Work request: All lines from the one with "config.auth.login_token_ttl_seconds.min(i64::MAX as u64);" through the close of the records below are to be set down exactly, and no others.

=== Records for this task ===

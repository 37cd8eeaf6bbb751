use anyhow::Context;
use serde::{Deserialize, Serialize};
use std::path::PathBuf;
use tracing::debug;

const DEFAULT_CONFIG_FILES: &[&str] = &[
    "neighborhood.toml",
    "config/neighborhood.toml",
    "crates/config/neighborhood.toml",
    "../neighborhood.toml",
    "../config/neighborhood.toml",
];

#[derive(Debug, Clone, Default, Serialize, Deserialize)]
pub struct AppConfig {
    #[serde(default)]
    pub http: HttpConfig,
    #[serde(default)]
    pub database: DatabaseConfig,
    #[serde(default)]
    pub auth: AuthConfig,
    #[serde(default)]
    pub locale: LocaleConfig,
    #[serde(default)]
    pub manner: MannerConfig,
}

#[derive(Debug, Clone, Serialize, Deserialize)]
pub struct HttpConfig {
    pub address: String,
    pub port: u16,
}

impl Default for HttpConfig {
    fn default() -> Self {
        Self {
            address: "127.0.0.1".to_string(),
            port: 7070,
        }
    }
}

#[derive(Debug, Clone, Serialize, Deserialize)]
pub struct DatabaseConfig {
    pub url: String,
    pub max_connections: u32,
}

impl Default for DatabaseConfig {
    fn default() -> Self {
        Self {
            url: "sqlite://neighborhood.db".to_string(),
            max_connections: 10,
        }
    }
}

#[derive(Debug, Clone, Serialize, Deserialize)]
pub struct AuthConfig {
    #[serde(default = "AuthConfig::default_session_ttl")]
    pub session_ttl_seconds: u64,
    #[serde(default = "AuthConfig::default_login_token_ttl")]
    pub login_token_ttl_seconds: u64,
}

impl Default for AuthConfig {
    fn default() -> Self {
        Self {
            session_ttl_seconds: Self::default_session_ttl(),
            login_token_ttl_seconds: Self::default_login_token_ttl(),
        }
    }
}

impl AuthConfig {
    const fn default_session_ttl() -> u64 {
        86_400 * 14
    }

    const fn default_login_token_ttl() -> u64 {
        600
    }
}

/// Display settings for dates shown to users.
///
/// ```
/// use neighborhood_config::LocaleConfig;
///
/// let locale = LocaleConfig::default();
/// assert_eq!(locale.utc_offset_minutes, 540);
/// ```
#[derive(Debug, Clone, Serialize, Deserialize)]
pub struct LocaleConfig {
    #[serde(default = "LocaleConfig::default_offset")]
    pub utc_offset_minutes: i32,
}

impl LocaleConfig {
    const fn default_offset() -> i32 {
        9 * 60
    }
}

impl Default for LocaleConfig {
    fn default() -> Self {
        Self {
            utc_offset_minutes: Self::default_offset(),
        }
    }
}

#[derive(Debug, Clone, Serialize, Deserialize)]
pub struct MannerConfig {
    #[serde(default = "MannerConfig::default_initial_degree")]
    pub initial_degree: f64,
}

impl MannerConfig {
    const fn default_initial_degree() -> f64 {
        36.5
    }
}

impl Default for MannerConfig {
    fn default() -> Self {
        Self {
            initial_degree: Self::default_initial_degree(),
        }
    }
}

/// Load the application configuration by combining defaults, files, and environment overrides.
///
/// ```
/// use neighborhood_config::load;
///
/// std::env::remove_var("NEIGHBORHOOD_CONFIG");
///
/// let config = load().expect("configuration should load with defaults");
/// assert!(!config.http.address.is_empty());
/// ```
pub fn load() -> anyhow::Result<AppConfig> {
    let defaults = AppConfig::default();

    let session_ttl = clamp_to_i64(defaults.auth.session_ttl_seconds);
    let login_token_ttl = clamp_to_i64(defaults.auth.login_token_ttl_seconds);

    let mut builder = config::Config::builder()
        .set_default("http.address", defaults.http.address.clone())?
        .set_default("http.port", i64::from(defaults.http.port))?
        .set_default("database.url", defaults.database.url.clone())?
        .set_default(
            "database.max_connections",
            i64::from(defaults.database.max_connections),
        )?
        .set_default("auth.session_ttl_seconds", session_ttl)?
        .set_default("auth.login_token_ttl_seconds", login_token_ttl)?
        .set_default(
            "locale.utc_offset_minutes",
            i64::from(defaults.locale.utc_offset_minutes),
        )?
        .set_default("manner.initial_degree", defaults.manner.initial_degree)?;

    let environment_overrides =
        config::Environment::with_prefix("NEIGHBORHOOD").separator("__");

    let mut config_file_attached = false;

    if let Ok(path) = std::env::var("NEIGHBORHOOD_CONFIG") {
        builder = builder.add_source(config::File::from(PathBuf::from(&path)));
        config_file_attached = true;
        debug!(path, "loading configuration via NEIGHBORHOOD_CONFIG");
    } else if let Ok(cwd) = std::env::current_dir() {
        let fallback = DEFAULT_CONFIG_FILES
            .iter()
            .map(|candidate| cwd.join(candidate))
            .find(|path| path.exists());

        if let Some(path) = fallback {
            debug!(path = %path.display(), "loading configuration file");
            builder = builder.add_source(config::File::from(path));
            config_file_attached = true;
        }
    }

    if !config_file_attached {
        debug!("no configuration file found, relying on defaults and environment overrides");
    }

    builder = builder.add_source(environment_overrides);

    let cfg = builder.build().context("unable to build configuration")?;

    let mut config = cfg
        .try_deserialize::<AppConfig>()
        .context("invalid configuration")?;

    config.auth.session_ttl_seconds = config.auth.session_ttl_seconds.min(i64::MAX as u64);
    config.auth.login_token_ttl_seconds =
        config.auth.login_token_ttl_seconds.min(i64::MAX as u64);

    debug!(?config, "loaded backend configuration");
    Ok(config)
}

fn clamp_to_i64(value: u64) -> i64 {
    i64::try_from(value).unwrap_or(i64::MAX)
}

===

Answer:
        config.auth.login_token_ttl_seconds.min(i64::MAX as u64);

    debug!(?config, "loaded backend configuration");
    Ok(config)
}

fn clamp_to_i64(value: u64) -> i64 {
    i64::try_from(value).unwrap_or(i64::MAX)
}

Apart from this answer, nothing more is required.